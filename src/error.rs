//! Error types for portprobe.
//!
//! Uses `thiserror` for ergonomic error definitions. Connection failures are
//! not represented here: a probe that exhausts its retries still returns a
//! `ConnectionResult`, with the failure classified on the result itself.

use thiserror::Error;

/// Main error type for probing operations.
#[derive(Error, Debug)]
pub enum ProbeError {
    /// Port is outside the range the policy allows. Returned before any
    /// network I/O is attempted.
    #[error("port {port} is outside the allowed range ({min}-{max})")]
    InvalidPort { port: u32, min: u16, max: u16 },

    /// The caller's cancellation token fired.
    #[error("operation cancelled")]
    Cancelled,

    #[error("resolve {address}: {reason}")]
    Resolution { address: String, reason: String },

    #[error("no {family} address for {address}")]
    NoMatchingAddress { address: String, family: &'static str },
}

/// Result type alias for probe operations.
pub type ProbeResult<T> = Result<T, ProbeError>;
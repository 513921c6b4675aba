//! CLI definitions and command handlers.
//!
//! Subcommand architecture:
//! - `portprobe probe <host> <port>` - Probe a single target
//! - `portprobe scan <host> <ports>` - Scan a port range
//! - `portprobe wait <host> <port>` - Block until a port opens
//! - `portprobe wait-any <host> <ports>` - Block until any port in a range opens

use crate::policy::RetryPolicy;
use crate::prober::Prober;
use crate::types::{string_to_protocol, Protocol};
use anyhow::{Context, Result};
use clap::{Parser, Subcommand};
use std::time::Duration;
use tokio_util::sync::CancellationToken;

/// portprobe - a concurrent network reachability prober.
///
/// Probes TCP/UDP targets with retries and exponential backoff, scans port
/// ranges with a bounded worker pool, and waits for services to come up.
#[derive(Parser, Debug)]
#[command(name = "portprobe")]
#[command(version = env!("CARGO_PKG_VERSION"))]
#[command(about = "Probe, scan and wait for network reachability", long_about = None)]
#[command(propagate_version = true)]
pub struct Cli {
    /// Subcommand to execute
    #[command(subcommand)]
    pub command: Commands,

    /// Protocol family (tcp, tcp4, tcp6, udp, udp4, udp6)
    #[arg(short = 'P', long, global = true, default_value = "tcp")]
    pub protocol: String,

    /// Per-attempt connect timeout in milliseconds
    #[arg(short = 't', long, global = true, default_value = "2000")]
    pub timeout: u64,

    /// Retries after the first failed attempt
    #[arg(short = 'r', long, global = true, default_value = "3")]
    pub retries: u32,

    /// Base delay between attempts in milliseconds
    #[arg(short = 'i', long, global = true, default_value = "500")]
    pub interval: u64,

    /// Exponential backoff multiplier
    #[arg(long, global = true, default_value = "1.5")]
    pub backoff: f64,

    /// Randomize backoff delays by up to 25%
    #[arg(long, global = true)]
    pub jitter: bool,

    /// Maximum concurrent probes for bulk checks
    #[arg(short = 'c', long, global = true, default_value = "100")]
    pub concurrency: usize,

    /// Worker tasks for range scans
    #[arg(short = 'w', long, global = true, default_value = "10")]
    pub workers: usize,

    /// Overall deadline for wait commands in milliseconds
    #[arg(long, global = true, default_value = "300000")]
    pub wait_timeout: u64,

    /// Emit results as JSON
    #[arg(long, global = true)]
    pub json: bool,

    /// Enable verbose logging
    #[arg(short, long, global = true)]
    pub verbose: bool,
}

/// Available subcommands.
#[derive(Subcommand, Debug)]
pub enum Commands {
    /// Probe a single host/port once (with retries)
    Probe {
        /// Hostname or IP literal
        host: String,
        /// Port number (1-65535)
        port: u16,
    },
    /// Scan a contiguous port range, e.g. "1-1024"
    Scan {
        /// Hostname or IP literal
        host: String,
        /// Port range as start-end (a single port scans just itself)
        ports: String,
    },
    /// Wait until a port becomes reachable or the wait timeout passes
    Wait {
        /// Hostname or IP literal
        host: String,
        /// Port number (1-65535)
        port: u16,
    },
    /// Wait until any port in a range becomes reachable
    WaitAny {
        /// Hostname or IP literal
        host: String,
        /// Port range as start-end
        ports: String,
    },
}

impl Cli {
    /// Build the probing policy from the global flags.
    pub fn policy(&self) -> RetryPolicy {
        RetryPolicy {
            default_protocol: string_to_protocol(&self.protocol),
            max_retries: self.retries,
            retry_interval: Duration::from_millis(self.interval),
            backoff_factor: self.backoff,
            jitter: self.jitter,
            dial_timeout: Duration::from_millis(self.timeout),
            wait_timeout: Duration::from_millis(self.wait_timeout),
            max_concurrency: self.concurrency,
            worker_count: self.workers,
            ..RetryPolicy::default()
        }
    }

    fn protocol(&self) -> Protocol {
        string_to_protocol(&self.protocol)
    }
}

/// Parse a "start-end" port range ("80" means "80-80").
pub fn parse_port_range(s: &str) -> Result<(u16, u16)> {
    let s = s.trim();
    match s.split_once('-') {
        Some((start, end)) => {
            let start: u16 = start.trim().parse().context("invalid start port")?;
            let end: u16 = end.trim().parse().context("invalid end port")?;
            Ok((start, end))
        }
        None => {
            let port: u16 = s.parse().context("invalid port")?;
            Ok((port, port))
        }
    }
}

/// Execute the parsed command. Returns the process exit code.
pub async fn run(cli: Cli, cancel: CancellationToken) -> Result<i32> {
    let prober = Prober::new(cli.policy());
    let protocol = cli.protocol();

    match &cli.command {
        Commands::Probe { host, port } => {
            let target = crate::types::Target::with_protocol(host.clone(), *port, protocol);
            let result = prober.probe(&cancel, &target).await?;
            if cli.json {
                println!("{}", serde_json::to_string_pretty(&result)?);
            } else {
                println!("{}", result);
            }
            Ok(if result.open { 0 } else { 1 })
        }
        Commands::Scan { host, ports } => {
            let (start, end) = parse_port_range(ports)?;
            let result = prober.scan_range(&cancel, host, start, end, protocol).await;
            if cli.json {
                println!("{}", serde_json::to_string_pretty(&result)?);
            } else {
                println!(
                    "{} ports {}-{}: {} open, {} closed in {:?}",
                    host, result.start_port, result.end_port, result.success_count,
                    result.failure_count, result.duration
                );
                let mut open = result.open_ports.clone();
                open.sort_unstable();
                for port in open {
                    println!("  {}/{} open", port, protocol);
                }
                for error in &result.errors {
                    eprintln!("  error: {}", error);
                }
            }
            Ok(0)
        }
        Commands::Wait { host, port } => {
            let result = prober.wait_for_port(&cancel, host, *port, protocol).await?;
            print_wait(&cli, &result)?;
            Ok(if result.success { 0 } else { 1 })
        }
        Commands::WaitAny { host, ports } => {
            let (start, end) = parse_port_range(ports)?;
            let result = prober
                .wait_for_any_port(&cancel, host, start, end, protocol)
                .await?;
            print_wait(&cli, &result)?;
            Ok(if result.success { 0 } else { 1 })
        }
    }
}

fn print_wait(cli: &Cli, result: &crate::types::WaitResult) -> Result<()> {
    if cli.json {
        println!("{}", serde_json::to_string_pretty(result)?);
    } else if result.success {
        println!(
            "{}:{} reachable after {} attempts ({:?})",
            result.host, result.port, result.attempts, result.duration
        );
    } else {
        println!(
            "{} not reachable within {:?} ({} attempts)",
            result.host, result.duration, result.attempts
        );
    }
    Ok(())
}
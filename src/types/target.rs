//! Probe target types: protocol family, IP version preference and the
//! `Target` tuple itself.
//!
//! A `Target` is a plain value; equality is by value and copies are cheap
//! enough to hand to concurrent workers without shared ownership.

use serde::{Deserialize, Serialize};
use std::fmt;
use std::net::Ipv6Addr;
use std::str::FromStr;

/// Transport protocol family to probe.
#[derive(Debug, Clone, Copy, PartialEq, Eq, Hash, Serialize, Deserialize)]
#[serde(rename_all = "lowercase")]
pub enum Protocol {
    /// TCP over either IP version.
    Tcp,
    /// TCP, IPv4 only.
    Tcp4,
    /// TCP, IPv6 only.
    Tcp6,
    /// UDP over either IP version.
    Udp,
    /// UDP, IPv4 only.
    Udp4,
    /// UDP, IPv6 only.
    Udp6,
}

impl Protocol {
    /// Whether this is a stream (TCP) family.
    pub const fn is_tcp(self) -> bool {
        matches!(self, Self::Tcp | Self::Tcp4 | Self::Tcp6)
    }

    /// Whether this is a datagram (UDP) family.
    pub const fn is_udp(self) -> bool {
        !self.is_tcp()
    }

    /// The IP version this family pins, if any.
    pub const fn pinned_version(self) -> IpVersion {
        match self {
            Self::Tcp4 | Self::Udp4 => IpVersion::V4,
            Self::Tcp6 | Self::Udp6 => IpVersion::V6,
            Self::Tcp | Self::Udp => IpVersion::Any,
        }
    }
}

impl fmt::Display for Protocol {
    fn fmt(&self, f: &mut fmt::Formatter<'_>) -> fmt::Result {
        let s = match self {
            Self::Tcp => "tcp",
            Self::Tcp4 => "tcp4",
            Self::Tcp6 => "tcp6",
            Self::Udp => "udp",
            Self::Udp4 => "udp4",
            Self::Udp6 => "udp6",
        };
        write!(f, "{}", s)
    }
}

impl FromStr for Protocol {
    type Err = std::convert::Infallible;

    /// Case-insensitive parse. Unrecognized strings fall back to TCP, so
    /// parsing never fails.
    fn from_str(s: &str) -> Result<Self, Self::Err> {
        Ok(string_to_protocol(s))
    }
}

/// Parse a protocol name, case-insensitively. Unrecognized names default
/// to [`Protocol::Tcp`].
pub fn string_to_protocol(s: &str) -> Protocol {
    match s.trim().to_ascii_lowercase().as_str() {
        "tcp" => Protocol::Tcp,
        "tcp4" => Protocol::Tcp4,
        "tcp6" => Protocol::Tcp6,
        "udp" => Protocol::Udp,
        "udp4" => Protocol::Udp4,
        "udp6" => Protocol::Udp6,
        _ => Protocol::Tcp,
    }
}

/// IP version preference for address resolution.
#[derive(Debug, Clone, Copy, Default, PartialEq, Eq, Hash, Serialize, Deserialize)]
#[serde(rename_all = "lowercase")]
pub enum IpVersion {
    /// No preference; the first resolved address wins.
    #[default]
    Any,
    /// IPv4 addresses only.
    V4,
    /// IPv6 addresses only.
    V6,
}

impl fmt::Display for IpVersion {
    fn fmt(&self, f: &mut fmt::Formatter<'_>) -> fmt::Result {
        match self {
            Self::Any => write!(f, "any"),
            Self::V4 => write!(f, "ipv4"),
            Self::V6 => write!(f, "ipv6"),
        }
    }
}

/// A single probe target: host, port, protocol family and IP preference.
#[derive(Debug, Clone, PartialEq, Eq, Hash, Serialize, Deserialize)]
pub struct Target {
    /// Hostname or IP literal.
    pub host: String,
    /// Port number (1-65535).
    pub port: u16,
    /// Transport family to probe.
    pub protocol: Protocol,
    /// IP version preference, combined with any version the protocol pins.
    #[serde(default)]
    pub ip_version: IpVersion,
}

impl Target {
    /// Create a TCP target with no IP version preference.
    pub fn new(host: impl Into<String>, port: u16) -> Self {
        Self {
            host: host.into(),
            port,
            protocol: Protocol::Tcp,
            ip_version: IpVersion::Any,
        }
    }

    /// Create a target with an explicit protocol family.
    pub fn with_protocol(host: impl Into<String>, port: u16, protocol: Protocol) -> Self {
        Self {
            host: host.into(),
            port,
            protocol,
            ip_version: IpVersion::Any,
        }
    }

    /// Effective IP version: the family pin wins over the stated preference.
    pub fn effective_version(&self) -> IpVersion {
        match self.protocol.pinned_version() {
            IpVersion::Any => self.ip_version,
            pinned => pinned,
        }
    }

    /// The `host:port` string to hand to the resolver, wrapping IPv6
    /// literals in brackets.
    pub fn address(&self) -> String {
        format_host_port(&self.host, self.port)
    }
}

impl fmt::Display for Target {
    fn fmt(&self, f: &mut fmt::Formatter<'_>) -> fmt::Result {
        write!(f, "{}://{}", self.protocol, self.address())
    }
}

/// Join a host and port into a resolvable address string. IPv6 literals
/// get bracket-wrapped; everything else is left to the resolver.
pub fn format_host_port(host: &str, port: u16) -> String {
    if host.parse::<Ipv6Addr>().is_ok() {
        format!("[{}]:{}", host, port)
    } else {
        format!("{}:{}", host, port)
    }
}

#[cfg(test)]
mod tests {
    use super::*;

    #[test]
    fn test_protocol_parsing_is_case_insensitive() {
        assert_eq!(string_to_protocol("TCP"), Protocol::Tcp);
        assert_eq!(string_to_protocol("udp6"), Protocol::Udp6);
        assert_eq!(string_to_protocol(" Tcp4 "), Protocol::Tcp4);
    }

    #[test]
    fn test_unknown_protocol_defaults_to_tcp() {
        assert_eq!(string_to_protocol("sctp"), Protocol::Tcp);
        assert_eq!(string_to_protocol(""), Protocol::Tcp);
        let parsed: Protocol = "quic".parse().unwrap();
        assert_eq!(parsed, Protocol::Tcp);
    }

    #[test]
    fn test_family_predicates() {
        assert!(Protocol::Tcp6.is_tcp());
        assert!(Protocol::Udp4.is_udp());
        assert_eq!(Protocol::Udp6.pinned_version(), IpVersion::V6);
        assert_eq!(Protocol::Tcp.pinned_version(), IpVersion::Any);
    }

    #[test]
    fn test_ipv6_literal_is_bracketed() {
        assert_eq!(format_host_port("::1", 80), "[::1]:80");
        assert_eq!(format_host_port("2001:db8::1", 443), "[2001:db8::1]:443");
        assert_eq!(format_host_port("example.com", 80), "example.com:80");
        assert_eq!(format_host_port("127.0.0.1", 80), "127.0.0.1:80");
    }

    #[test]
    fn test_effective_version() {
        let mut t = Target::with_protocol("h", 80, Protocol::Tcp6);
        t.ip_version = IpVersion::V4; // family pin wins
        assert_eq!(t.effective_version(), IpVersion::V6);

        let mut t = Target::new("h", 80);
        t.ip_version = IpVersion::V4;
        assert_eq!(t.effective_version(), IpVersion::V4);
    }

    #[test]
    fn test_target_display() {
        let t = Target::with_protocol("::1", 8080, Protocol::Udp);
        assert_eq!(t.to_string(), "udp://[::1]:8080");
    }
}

========================================================================

# [Description of the task]
From the material above, set down exactly the lines between the line holding "pub fn policy(&self)" and the line holding "fn protocol(&self) ->", inclusive. Include nothing else.

# [Result of this exercise]
    pub fn policy(&self) -> RetryPolicy {
        RetryPolicy {
            default_protocol: string_to_protocol(&self.protocol),
            max_retries: self.retries,
            retry_interval: Duration::from_millis(self.interval),
            backoff_factor: self.backoff,
            jitter: self.jitter,
            dial_timeout: Duration::from_millis(self.timeout),
            wait_timeout: Duration::from_millis(self.wait_timeout),
            max_concurrency: self.concurrency,
            worker_count: self.workers,
            ..RetryPolicy::default()
        }
    }

    fn protocol(&self) -> Protocol {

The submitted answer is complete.